> Problem requirements
Please retype all of the following entries exactly.

> Listed entries
>>

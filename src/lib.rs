//! # linktrack
//!
//! Open and click tracking for HTML email.
//!
//! Tracking data (caller metadata, the destination of a click, optionally a
//! webhook URL) is carried inside the tracking link itself as a token, so no
//! storage is needed to resolve a hit.
//!
//! ## Architecture
//!
//! - **Domain** ([`domain`]) - Payloads serialized into tokens and results decoded from them
//! - **Codec** ([`codec`]) - Token encoding with optional authenticated encryption
//! - **Tracking API** ([`tracking`]) - Link generation and decoding under configured base URLs
//! - **HTML** ([`html`]) - Rewriting links and inserting the open-tracking pixel
//! - **Configuration** ([`config`]) - Immutable options with explicit precedence
//!
//! ## Quick Start
//!
//! ```ignore
//! use linktrack::prelude::*;
//! use serde_json::json;
//!
//! let config = Configuration::builder()
//!     .base_open_tracking_url("https://trackingdomain.com/path/")
//!     .base_click_tracking_url("https://trackingdomain.com/path/")
//!     .encryption_key(FernetCipher::generate_key()?)
//!     .build()?;
//!
//! let metadata = metadata_from(&json!({"customer_id": 1}))?;
//! let html = adapt_html("<body><a href=\"https://example.com\">hi</a></body>",
//!     Some(&metadata), true, true, &config)?;
//!
//! // Later, when the pixel is fetched:
//! let result = get_open_tracking_result("/gAAAAA...", None, &config)?;
//! ```
//!
//! The crate does not serve HTTP or send webhooks. Serve
//! [`pixel::get_open_tracking_pixel`] for open hits, redirect to
//! [`TrackingResult::tracked_url`] for click hits, and POST
//! [`TrackingResult::webhook_payload`] to the webhook yourself.
//!
//! ## Configuration
//!
//! See [`config`] for the available options and environment variables.

pub mod codec;
pub mod config;
pub mod domain;
pub mod error;
pub mod html;
pub mod pixel;
pub mod tracking;
pub mod utils;

pub use config::Configuration;
pub use domain::{Metadata, TrackingPayload, TrackingResult};
pub use error::{DecodingError, TrackingError};

/// Commonly used types for external consumers.
///
/// Re-exports frequently used types to simplify imports for library users
/// and integration tests.
pub mod prelude {
    pub use crate::codec::{FernetCipher, TokenCipher};
    pub use crate::config::{ConfigOverrides, Configuration, PixelPosition, TrackableAttribute};
    pub use crate::domain::{Metadata, RequestData, TrackingPayload, TrackingResult, metadata_from};
    pub use crate::error::{DecodingError, TrackingError};
    pub use crate::html::adapt_html;
    pub use crate::tracking::{
        get_click_tracking_result, get_click_tracking_url, get_open_tracking_result,
        get_open_tracking_url,
    };
}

<<

> Exercise response
filename src/lib.rs
//! # linktrack
//!
//! Open and click tracking for HTML email.
//!
//! Tracking data (caller metadata, the destination of a click, optionally a
//! webhook URL) is carried inside the tracking link itself as a token, so no
//! storage is needed to resolve a hit.
//!
//! ## Architecture
//!
//! - **Domain** ([`domain`]) - Payloads serialized into tokens and results decoded from them
//! - **Codec** ([`codec`]) - Token encoding with optional authenticated encryption
//! - **Tracking API** ([`tracking`]) - Link generation and decoding under configured base URLs
//! - **HTML** ([`html`]) - Rewriting links and inserting the open-tracking pixel
//! - **Configuration** ([`config`]) - Immutable options with explicit precedence
//!
//! ## Quick Start
//!
//! ```ignore
//! use linktrack::prelude::*;
//! use serde_json::json;
//!
//! let config = Configuration::builder()
//!     .base_open_tracking_url("https://trackingdomain.com/path/")
//!     .base_click_tracking_url("https://trackingdomain.com/path/")
//!     .encryption_key(FernetCipher::generate_key()?)
//!     .build()?;
//!
//! let metadata = metadata_from(&json!({"customer_id": 1}))?;
//! let html = adapt_html("<body><a href=\"https://example.com\">hi</a></body>",
//!     Some(&metadata), true, true, &config)?;
//!
//! // Later, when the pixel is fetched:
//! let result = get_open_tracking_result("/gAAAAA...", None, &config)?;
//! ```
//!
//! The crate does not serve HTTP or send webhooks. Serve
//! [`pixel::get_open_tracking_pixel`] for open hits, redirect to
//! [`TrackingResult::tracked_url`] for click hits, and POST
//! [`TrackingResult::webhook_payload`] to the webhook yourself.
//!
//! ## Configuration
//!
//! See [`config`] for the available options and environment variables.

pub mod codec;
pub mod config;
pub mod domain;
pub mod error;
pub mod html;
pub mod pixel;
pub mod tracking;
pub mod utils;

pub use config::Configuration;
pub use domain::{Metadata, TrackingPayload, TrackingResult};
pub use error::{DecodingError, TrackingError};

/// Commonly used types for external consumers.
///
/// Re-exports frequently used types to simplify imports for library users
/// and integration tests.
pub mod prelude {
    pub use crate::codec::{FernetCipher, TokenCipher};
    pub use crate::config::{ConfigOverrides, Configuration, PixelPosition, TrackableAttribute};
    pub use crate::domain::{Metadata, RequestData, TrackingPayload, TrackingResult, metadata_from};
    pub use crate::error::{DecodingError, TrackingError};
    pub use crate::html::adapt_html;
    pub use crate::tracking::{
        get_click_tracking_result, get_click_tracking_url, get_open_tracking_result,
        get_open_tracking_url,
    };
}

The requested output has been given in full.